The perception of flood risk in Maitland
The fact that for many years no flood has overtopped the ring levee, let alone the High St and Lorn levees, has led some residents to the erroneous belief that the levees were actually 'designed' to keep out all floods, even floods bigger than 1955's. People who hold this view are unlikely to be concerned about flooding as a threat to their interests. The likelihood is that they will not take notice of flood warnings and will do little to protect their belonging when a big flood is approaching.
Doubtless some will refuse to heed the call to evacuate as well.
The sad truth must be reiterated because it is critical to an understanding of Maitland's flood vulnerability.
The ring levee at South Maitland is designed to keep out floods only up to a level substantially lower than was reached in 1955. The High St and Lorn levees are intended to exclude up to about the level that occurred that year. Thus floods considerably smaller than what was experienced in 1955 will invade the protected area by overtopping the ring levee and entering South Maitland, Maitland Park and lower Elgin St before crossing the railway line into Maitland proper.
The educational task
The SES has offered flood management workshops to Maitland residents. These, however, have not generally been well subscribed: in 2015, on the occasion of the 60th anniversary of the 1955 flood, three well-advertised workshops attracted little interest.

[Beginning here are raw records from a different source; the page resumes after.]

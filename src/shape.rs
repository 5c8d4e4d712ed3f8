//! Window shape synchronization
//!
//! Converts a logical clip region into the host's shape mask. Regions are
//! given relative to the window rect; masks are relative to the whole rect.

use crate::client::{ClientWindowModel, WindowId};
use crate::geometry::Rect;
use crate::host::{HostWindowSystem, ShapeMask};
use crate::style::ExtendedStyle;
use crate::sync::WindowSynchronizer;
use log::{debug, trace};
use serde::{Deserialize, Serialize};

/// Ordered list of non-overlapping rectangles.
#[derive(Debug, Clone, PartialEq, Eq, Default, Serialize, Deserialize)]
pub struct Region {
    rects: Vec<Rect>,
}

impl Region {
    /// Builds a region, dropping empty rects and sorting top-to-bottom,
    /// left-to-right
    pub fn from_rects(rects: impl IntoIterator<Item = Rect>) -> Self {
        let mut rects: Vec<Rect> = rects.into_iter().filter(|r| !r.is_empty()).collect();
        rects.sort_by_key(|r| (r.top, r.left));
        Self { rects }
    }

    /// Single-rectangle region
    pub fn rect(rect: Rect) -> Self {
        Self::from_rects([rect])
    }

    pub fn rects(&self) -> &[Rect] {
        &self.rects
    }

    pub fn is_empty(&self) -> bool {
        self.rects.is_empty()
    }

    pub fn bounding_box(&self) -> Rect {
        self.rects.iter().fold(Rect::default(), |acc, r| acc.union(r))
    }

    pub fn offset(&self, dx: i32, dy: i32) -> Region {
        Self {
            rects: self.rects.iter().map(|r| r.offset(dx, dy)).collect(),
        }
    }

    /// Mirrors horizontally inside a container of `width`
    pub fn mirror(&self, width: i32) -> Region {
        Self::from_rects(self.rects.iter().map(|r| r.mirror(width)))
    }
}

/// Where the new region comes from.
#[derive(Debug, Clone, PartialEq, Eq)]
pub enum RegionSource {
    /// The caller knows the new region (`None` = rectangular)
    Supplied(Option<Region>),
    /// Only known to have changed; ask the client model
    FetchFromClient,
}

/// Mask to push plus the resulting `shaped` flag.
#[derive(Debug, Clone, PartialEq, Eq)]
pub struct ShapeOutcome {
    pub mask: ShapeMask,
    pub shaped: bool,
}

/// Computes the host shape for a window.
pub fn compute_shape(window_rect: Rect, whole_rect: Rect, region: Option<&Region>, rtl: bool) -> ShapeOutcome {
    // a zero-sized window must never become visible by accident
    if window_rect.is_empty() {
        return ShapeOutcome {
            mask: ShapeMask::Empty,
            shaped: false,
        };
    }

    let Some(region) = region else {
        return ShapeOutcome {
            mask: ShapeMask::None,
            shaped: false,
        };
    };

    let mirrored;
    let region = if rtl {
        mirrored = region.mirror(window_rect.width());
        &mirrored
    } else {
        region
    };
    let local = region.offset(
        window_rect.left - whole_rect.left,
        window_rect.top - whole_rect.top,
    );

    if local.is_empty() {
        return ShapeOutcome {
            mask: ShapeMask::Empty,
            shaped: true,
        };
    }

    if let [only] = local.rects() {
        if only.contains_rect(&whole_rect.at_origin()) {
            return ShapeOutcome {
                mask: ShapeMask::None,
                shaped: false,
            };
        }
    }

    ShapeOutcome {
        mask: ShapeMask::Rects(local.rects),
        shaped: true,
    }
}

impl<H, C> WindowSynchronizer<H, C>
where
    H: HostWindowSystem + 'static,
    C: ClientWindowModel + 'static,
{
    /// Pushes the window's clip region to the host.
    pub(crate) fn sync_window_region(&self, id: WindowId, source: RegionSource) {
        let Some(record) = self.registry.snapshot(id) else {
            return;
        };
        let Some(host) = record.host else {
            return;
        };

        let region = match source {
            RegionSource::Supplied(region) => region,
            RegionSource::FetchFromClient => self.client.window_region(id),
        };
        let rtl = self.client.ex_style(id).contains(ExtendedStyle::LAYOUTRTL);
        let outcome = compute_shape(record.window_rect, record.whole_rect, region.as_ref(), rtl);

        trace!("{}/{} shape {:?}", id, host, outcome.mask);
        self.host.set_shape(host, &outcome.mask);
        self.registry.update(id, |r| r.shaped = outcome.shaped);

        if record.shaped != outcome.shaped {
            debug!("{} shaped {} -> {}", id, record.shaped, outcome.shaped);
            self.set_host_window_properties(id);
        }
    }
}
//! Logging setup
//!
//! The library only emits through the `log` facade. Binaries call [`init`]
//! once at startup; `RUST_LOG` overrides the default filter.

use anyhow::{Context, Result};
use env_logger::{Builder, Env};

/// Default filter for the chosen verbosity
pub fn default_filter(debug: bool) -> &'static str {
    if debug {
        "debug"
    } else {
        "info"
    }
}

/// Installs the global logger.
///
/// Fails if a logger is already installed.
pub fn init(debug: bool) -> Result<()> {
    Builder::from_env(Env::default().default_filter_or(default_filter(debug)))
        .format_timestamp_millis()
        .try_init()
        .context("Failed to initialize logger")
}

/// Logger for tests: captured by the test harness, repeat calls are no-ops
pub fn init_for_tests() {
    let _ = Builder::from_env(Env::default().default_filter_or("debug"))
        .is_test(true)
        .try_init();
}

#[cfg(test)]
mod tests {
    use super::*;

    #[test]
    fn test_default_filter() {
        assert_eq!(default_filter(true), "debug");
        assert_eq!(default_filter(false), "info");
    }

    #[test]
    fn test_init_for_tests_is_repeatable() {
        init_for_tests();
        init_for_tests();
        log::debug!("logger installed");
    }
}
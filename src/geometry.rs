//! Rectangle primitives shared by both sides of the synchronizer
//!
//! Logical and host coordinates use the same edge-based representation:
//! `left`/`top` are inclusive, `right`/`bottom` are exclusive. A rect whose
//! right edge is not past its left edge (or bottom past top) is empty.
//!
//! # Example
//!
//! ```
//! use winsync::geometry::{Insets, Rect};
//!
//! let window = Rect::new(0, 0, 100, 100);
//! let whole = window.expand(Insets::new(5, 30, 5, 5));
//! assert_eq!(whole, Rect::new(-5, -30, 105, 105));
//! assert_eq!(whole.contract(Insets::new(5, 30, 5, 5)), window);
//! ```

use serde::{Deserialize, Serialize};
use std::fmt;

/// Axis-aligned rectangle in edge coordinates.
#[derive(Debug, Clone, Copy, PartialEq, Eq, Hash, Default, Serialize, Deserialize)]
pub struct Rect {
    pub left: i32,
    pub top: i32,
    pub right: i32,
    pub bottom: i32,
}

impl Rect {
    pub const fn new(left: i32, top: i32, right: i32, bottom: i32) -> Self {
        Self {
            left,
            top,
            right,
            bottom,
        }
    }

    /// Creates a rect from an origin and a size
    pub const fn from_origin_size(x: i32, y: i32, width: i32, height: i32) -> Self {
        Self::new(x, y, x.saturating_add(width), y.saturating_add(height))
    }

    /// Saturates instead of overflowing for rects spanning more than `i32::MAX`
    pub fn width(&self) -> i32 {
        self.right.saturating_sub(self.left)
    }

    pub fn height(&self) -> i32 {
        self.bottom.saturating_sub(self.top)
    }

    /// Returns `true` when the rect covers no area (including inverted rects)
    pub fn is_empty(&self) -> bool {
        self.left >= self.right || self.top >= self.bottom
    }

    /// Returns the area in square units, zero for empty rects
    pub fn area(&self) -> i64 {
        if self.is_empty() {
            0
        } else {
            (i64::from(self.right) - i64::from(self.left)) * (i64::from(self.bottom) - i64::from(self.top))
        }
    }

    /// Translates the rect by the given deltas
    pub fn offset(&self, dx: i32, dy: i32) -> Rect {
        Rect::new(
            self.left.saturating_add(dx),
            self.top.saturating_add(dy),
            self.right.saturating_add(dx),
            self.bottom.saturating_add(dy),
        )
    }

    /// Same size, moved to the origin
    pub fn at_origin(&self) -> Rect {
        self.offset(-self.left, -self.top)
    }

    /// Returns the overlap of two rects, or `None` when they do not share any area
    pub fn intersect(&self, other: &Rect) -> Option<Rect> {
        let rect = Rect::new(
            self.left.max(other.left),
            self.top.max(other.top),
            self.right.min(other.right),
            self.bottom.min(other.bottom),
        );
        (!rect.is_empty()).then_some(rect)
    }

    /// Smallest rect covering both; empty operands are ignored
    pub fn union(&self, other: &Rect) -> Rect {
        if self.is_empty() {
            return *other;
        }
        if other.is_empty() {
            return *self;
        }
        Rect::new(
            self.left.min(other.left),
            self.top.min(other.top),
            self.right.max(other.right),
            self.bottom.max(other.bottom),
        )
    }

    /// Checks whether `other` lies entirely within this rect.
    ///
    /// Edges may coincide.
    pub fn contains_rect(&self, other: &Rect) -> bool {
        self.left <= other.left
            && self.top <= other.top
            && self.right >= other.right
            && self.bottom >= other.bottom
    }

    /// Grows the rect outward by the insets
    pub fn expand(&self, insets: Insets) -> Rect {
        Rect::new(
            self.left.saturating_sub(insets.left),
            self.top.saturating_sub(insets.top),
            self.right.saturating_add(insets.right),
            self.bottom.saturating_add(insets.bottom),
        )
    }

    /// Shrinks the rect inward by the insets
    pub fn contract(&self, insets: Insets) -> Rect {
        Rect::new(
            self.left.saturating_add(insets.left),
            self.top.saturating_add(insets.top),
            self.right.saturating_sub(insets.right),
            self.bottom.saturating_sub(insets.bottom),
        )
    }

    /// Mirrors the rect horizontally inside a container of the given width.
    ///
    /// Used for right-to-left layouts where x grows leftward.
    pub fn mirror(&self, width: i32) -> Rect {
        Rect::new(
            width.saturating_sub(self.right),
            self.top,
            width.saturating_sub(self.left),
            self.bottom,
        )
    }

    /// Forces at least 1x1 so degenerate frames never reach a host
    pub fn clamp_min_size(&self) -> Rect {
        let mut rect = *self;
        if rect.right <= rect.left {
            rect.right = rect.left.saturating_add(1);
        }
        if rect.bottom <= rect.top {
            rect.bottom = rect.top.saturating_add(1);
        }
        rect
    }
}

impl fmt::Display for Rect {
    fn fmt(&self, f: &mut fmt::Formatter<'_>) -> fmt::Result {
        write!(
            f,
            "({},{})-({},{})",
            self.left, self.top, self.right, self.bottom
        )
    }
}

/// Per-edge decoration thickness, all values measured inward-positive.
#[derive(Debug, Clone, Copy, PartialEq, Eq, Hash, Default, Serialize, Deserialize)]
pub struct Insets {
    pub left: i32,
    pub top: i32,
    pub right: i32,
    pub bottom: i32,
}

impl Insets {
    pub const ZERO: Insets = Insets::new(0, 0, 0, 0);

    pub const fn new(left: i32, top: i32, right: i32, bottom: i32) -> Self {
        Self {
            left,
            top,
            right,
            bottom,
        }
    }

    /// Same thickness on every edge
    pub const fn uniform(amount: i32) -> Self {
        Self::new(amount, amount, amount, amount)
    }

    pub fn is_zero(&self) -> bool {
        *self == Insets::ZERO
    }
}

/// Extent of a rect without a position.
#[derive(Debug, Clone, Copy, PartialEq, Eq, Hash, Default, Serialize, Deserialize)]
pub struct Size {
    pub width: i32,
    pub height: i32,
}

impl Size {
    pub const fn new(width: i32, height: i32) -> Self {
        Self { width, height }
    }

    /// Larger of each dimension
    pub fn max(self, other: Size) -> Size {
        Size::new(self.width.max(other.width), self.height.max(other.height))
    }
}

impl Rect {
    pub fn size(&self) -> Size {
        Size::new(self.width(), self.height())
    }
}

In the end two were cancelled and only nine people attended the one that was held. Worse still, only two of those nine were floodplain residents.
Learning about planning for what will need to be done during times of flooding, it seems, is no more popular in Maitland than is evacuating in the face of floodwaters. People who live or otherwise have interests in flood-prone locations are not enthusiastic about finding out how to prepare for and manage a risk that many believe is too remote to worry about ...
The residents are more difficult to engage than the business people. There are about 4000 people in the Maitland Council Area who live on the floodplain (some behind town-protecting levees and some on farms), but many in the built-up areas appear to believe that the levees have solved the problem which their community suffered from for so long, or alternatively they have made flooding so infrequent that it need not be worried about.
The odds make ignoring the issue seem to some a reasonable stance to adopt.
Others simply believe that the levees are impregnable and cite the fact they have kept the built up areas inundation-free for more than half a century. For these people the issue is not a matter of odds; they think that knowledge about flooding, and personal action in response, are no longer needed because flooding has been defeated. To them flooding is yesterday's issue and now irrelevant except for its historical interest.
Last word
Given the past there is plenty of reason to believe that floods will continue to be seen in times to come. Moreover Australian specialists in the field of climate change have suggested that big floods are likely to become more frequent in a warmer future while small floods become fewer.
Whether this turns out to be so - and we may not know for certain for decades - it must be expected that some of the floods of the future will be big ones. A few, no doubt, will be bigger than the great flood of 1955. No rainfall or flood record is unsurpassable: rainfall and flood height records are frequently beaten in Australia.